ブランク明けの練習 スピードは落ちたのではなく隠れただけ。

体力というのは運動から離れればすぐに落ちます。長距離選手であれば3日で実感します。

しかし、ダッシュのスピードはなかなか落ちません。ダッシュのスピードは落ちたのではなく隠れただけです。

つまり、ある程度運動をすればスピードはすぐに戻ります。

 

まずは体を痛めないようジョギングから始めましょう。

できればアスファルトでなく、土や競技場など地面が柔らかいところで走った方が、足を痛めず長い距離が走れます。
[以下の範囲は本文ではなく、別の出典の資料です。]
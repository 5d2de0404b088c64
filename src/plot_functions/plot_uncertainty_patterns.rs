// src/plot_functions/plot_uncertainty_patterns.rs

use ndarray::Array2;

use std::error::Error;

use crate::constants::{
    COLOR_BASIC_BLUE, CONFORMAL_BAND_POINTS, CONFORMAL_PATTERN_REPEATS, DETAIL_CURVE_POINTS,
    FIGSIZE_COLUMN_OF_THREE, FIGSIZE_EXAMPLE, TAB10,
};
use crate::data_analysis::curves::linspace;
use crate::data_analysis::distribution::{beta_pdf, beta_shape_for_mean};
use crate::data_analysis::synthetic::conformal_band;
use crate::data_input::builtin::{
    APPENDIX_MODELS, CONFORMAL_SET_PATTERNS, TASK_SHORT_NAMES, TASK_UNCERTAINTY,
};
use crate::figures::RenderContext;
use crate::plot_framework::{
    calculate_range, draw_panel_grid, draw_single_panel, Band, Colormap, HeatmapPanel,
    LegendPosition, LinePanel, Panel, PlotSeries, ViolinPanel,
};
use crate::plot_functions::plot_dataset_scaling::min_max;

/// Mean entropy of a model's answers by size class.
fn entropy_mean(size_b: f64) -> f64 {
    if size_b < 1.0 {
        0.7
    } else if size_b < 5.0 {
        0.5
    } else {
        0.3
    }
}

fn entropy_panel() -> LinePanel {
    let xs = linspace(0.0, 1.0, DETAIL_CURVE_POINTS);
    let curves: Vec<Vec<(f64, f64)>> = APPENDIX_MODELS
        .iter()
        .map(|&(_, size)| {
            let (a, b) = beta_shape_for_mean(entropy_mean(size));
            xs.iter().map(|&x| (x, beta_pdf(x, a, b))).collect()
        })
        .collect();
    let (_, y_max) = min_max(curves.iter().flatten().map(|p| p.1));

    let mut panel = LinePanel::new(
        "Entropy Distributions Across Model Scales",
        "Entropy",
        "Density",
        (0.0, 1.0),
        (0.0, y_max * 1.05),
    )
    .legend(LegendPosition::UpperRight);
    for (i, (&(name, _), data)) in APPENDIX_MODELS.iter().zip(curves).enumerate() {
        panel = panel.series(PlotSeries::new(data, name, TAB10[i]).stroke_width(2.0));
    }
    panel
}

/// Pattern repeated into the full conformal set-size sample.
fn set_size_sample(pattern: &[u32]) -> Vec<f64> {
    pattern
        .iter()
        .map(|&s| f64::from(s))
        .cycle()
        .take(pattern.len() * CONFORMAL_PATTERN_REPEATS)
        .collect()
}

fn set_size_panel() -> ViolinPanel {
    let mut panel = ViolinPanel::new("Conformal Set Size Distributions", "", "Set Size");
    let models = APPENDIX_MODELS.iter().zip(&CONFORMAL_SET_PATTERNS);
    for (i, (&(name, _), pattern)) in models.enumerate() {
        panel = panel.violin(name, set_size_sample(pattern), TAB10[i]);
    }
    panel
}

fn task_uncertainty_panel() -> HeatmapPanel {
    let shape = (TASK_UNCERTAINTY.len(), TASK_SHORT_NAMES.len());
    let values = Array2::from_shape_fn(shape, |(r, c)| TASK_UNCERTAINTY[r][c]);
    HeatmapPanel::new("Task-specific Uncertainty Patterns", values, Colormap::YlOrRd)
        .tick_labels(
            APPENDIX_MODELS.iter().map(|m| m.0.to_string()).collect(),
            TASK_SHORT_NAMES.iter().map(|t| t.to_string()).collect(),
        )
        .annotate()
        .colorbar("Uncertainty Score")
}

fn conformal_panel(ctx: &RenderContext) -> LinePanel {
    let band = conformal_band(&mut ctx.rng(), CONFORMAL_BAND_POINTS);
    let (y_min, y_max) = min_max(band.iter().flat_map(|p| [p.lower, p.upper]));
    LinePanel::new(
        "Example Conformal Prediction Sets",
        "",
        "",
        (0.0, 10.0),
        calculate_range(y_min, y_max),
    )
    .band(
        Band::new(band.iter().map(|p| (p.x, p.lower, p.upper)).collect(), COLOR_BASIC_BLUE, 0.2)
            .label("Conformal Set"),
    )
    .series(PlotSeries::new(
        band.iter().map(|p| (p.x, p.prediction)).collect(),
        "Predicted Value",
        COLOR_BASIC_BLUE,
    ))
    .legend(LegendPosition::UpperRight)
}

/// Entropy densities, conformal set sizes and per-task uncertainty stacked
/// in one column, plus a standalone conformal band example.
pub fn plot_uncertainty_patterns(ctx: &RenderContext) -> Result<(), Box<dyn Error>> {
    let mut panels = [
        Some(Panel::Line(entropy_panel())),
        Some(Panel::Violin(set_size_panel())),
        Some(Panel::Heatmap(task_uncertainty_panel())),
    ];
    draw_panel_grid(
        &ctx.output("uncertainty_patterns.png"),
        None,
        (3, 1),
        FIGSIZE_COLUMN_OF_THREE,
        ctx.dpi,
        |index| panels.get_mut(index).and_then(Option::take),
    )?;

    draw_single_panel(
        &ctx.output("conformal_example.png"),
        FIGSIZE_EXAMPLE,
        ctx.dpi,
        Panel::Line(conformal_panel(ctx)),
    )
}


// src/plot_functions/plot_uncertainty_patterns.rs
// src/data_analysis/curves.rs

use ndarray::Array2;

use crate::data_analysis::emergence::logistic;

/// `n` evenly spaced values over `[start, end]`, endpoints included.
pub fn linspace(start: f64, end: f64, n: usize) -> Vec<f64> {
    match n {
        0 => Vec::new(),
        1 => vec![start],
        _ => {
            let step = (end - start) / (n - 1) as f64;
            (0..n).map(|i| start + step * i as f64).collect()
        }
    }
}

/// `n` values evenly spaced in log10 between `10^start_exp` and `10^end_exp`.
pub fn logspace(start_exp: f64, end_exp: f64, n: usize) -> Vec<f64> {
    linspace(start_exp, end_exp, n)
        .into_iter()
        .map(|e| 10f64.powf(e))
        .collect()
}

/// `(theoretical minimum, observed)` capacity for a model of `size_b` billion parameters.
pub fn capacity_bounds(size_b: f64) -> (f64, f64) {
    let bits = (size_b * 1e9).log2();
    (0.2 * bits + 0.3, 0.35 * bits + 0.4)
}

/// Scale where the phase transition is centred.
pub const PHASE_TRANSITION_CENTER: f64 = 2.0;

/// Mean performance across the phase transition.
pub fn phase_transition(scale: f64) -> f64 {
    logistic(2.0 * (scale - PHASE_TRANSITION_CENTER))
}

/// Surface `z = sigmoid(3 (x - 2y - 1))` sampled on `nx` sizes in `[0, 7]`
/// and `ny` difficulties in `[0, 1]`. Indexed `[iy, ix]`.
pub struct PhaseSurface {
    pub sizes: Vec<f64>,
    pub difficulties: Vec<f64>,
    pub performance: Array2<f64>,
}

pub fn phase_surface_value(size_b: f64, difficulty: f64) -> f64 {
    logistic(3.0 * (size_b - 2.0 * difficulty - 1.0))
}

pub fn phase_surface(nx: usize, ny: usize) -> PhaseSurface {
    let sizes = linspace(0.0, 7.0, nx);
    let difficulties = linspace(0.0, 1.0, ny);
    let performance =
        Array2::from_shape_fn((ny, nx), |(iy, ix)| phase_surface_value(sizes[ix], difficulties[iy]));
    PhaseSurface {
        sizes,
        difficulties,
        performance,
    }
}

#[cfg(test)]
mod tests {
    use super::*;
    use approx::assert_abs_diff_eq;

    #[test]
    fn test_linspace() {
        assert_eq!(linspace(0.0, 1.0, 5), vec![0.0, 0.25, 0.5, 0.75, 1.0]);
        assert_eq!(linspace(3.0, 4.0, 1), vec![3.0]);
        assert!(linspace(0.0, 1.0, 0).is_empty());
    }

    #[test]
    fn test_logspace() {
        let v = logspace(6.0, 9.0, 4);
        assert_abs_diff_eq!(v[0], 1e6, epsilon = 1e-6);
        assert_abs_diff_eq!(v[3], 1e9, epsilon = 1e-3);
    }

    #[test]
    fn test_capacity_bounds_ordered() {
        for size in [0.082, 1.5, 7.0] {
            let (min, observed) = capacity_bounds(size);
            assert!(observed > min);
        }
        let (min, _) = capacity_bounds(1.0);
        assert_abs_diff_eq!(min, 0.2 * 1e9f64.log2() + 0.3, epsilon = 1e-12);
    }

    #[test]
    fn test_phase_transition_midpoint() {
        assert_abs_diff_eq!(phase_transition(2.0), 0.5, epsilon = 1e-12);
    }

    #[test]
    fn test_phase_surface_shape_and_values() {
        let surface = phase_surface(50, 40);
        assert_eq!(surface.performance.dim(), (40, 50));
        assert_abs_diff_eq!(phase_surface_value(1.0, 0.0), 0.5, epsilon = 1e-12);
        // Performance rises with size and falls with difficulty.
        assert!(surface.performance[[0, 49]] > surface.performance[[0, 0]]);
        assert!(surface.performance[[39, 25]] < surface.performance[[0, 25]]);
    }
}

// src/data_analysis/curves.rs
// src/main.rs

use clap::Parser;
use tracing::{debug, error};

use std::process::ExitCode;

use ucs_figures::cli::{run, Cli};
use ucs_figures::crate_version;
use ucs_figures::logging::{init_subscriber, Verbosity};

fn main() -> ExitCode {
    let cli = Cli::parse();
    init_subscriber(Verbosity::from_flags(cli.verbose, cli.quiet));
    debug!(version = crate_version(), "ucs-figures");

    match run(&cli) {
        Ok(true) => ExitCode::SUCCESS,
        Ok(false) => {
            error!("one or more figures failed to render");
            ExitCode::FAILURE
        }
        Err(e) => {
            error!("{e}");
            ExitCode::FAILURE
        }
    }
}

// src/main.rs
同じところをグルグル走るのは多少飽きますが…。

ゆっくり5km〜10kmくらい走れれば十分以上です。
そのあと150mの流しを軽めのペースで3本ほどやりましょう。その時、現役時代の自分の走りをイメージしながら走るのが重要です。

練習前の動的ストレッチ。練習後の静的ストレッチ。疲労部分のアイシングは入念に行うようにしましょう。

 

これを週2回で2ヶ月もやっているとだいぶ体が楽になってきます。

 

その後にいよいよスピード練習です。

まずは150mを流しのペースで3本ほど行ってみましょう。
最後まで体力が持たなくても、後半の50mは楽にストライドを広げ気味で走ることを意識してください。

段々とスピードに慣れてきたら、ペースを上げるのではなく、距離を伸ばしてみましょう。

200m、300m、400mと流しのペースで走れる距離を伸ばしていきます。

いきなりダッシュをすると膝や足首などの関節を傷めやすく、慢性的なケガに繋がりますので、じっくりとスピードに慣れていきましょう。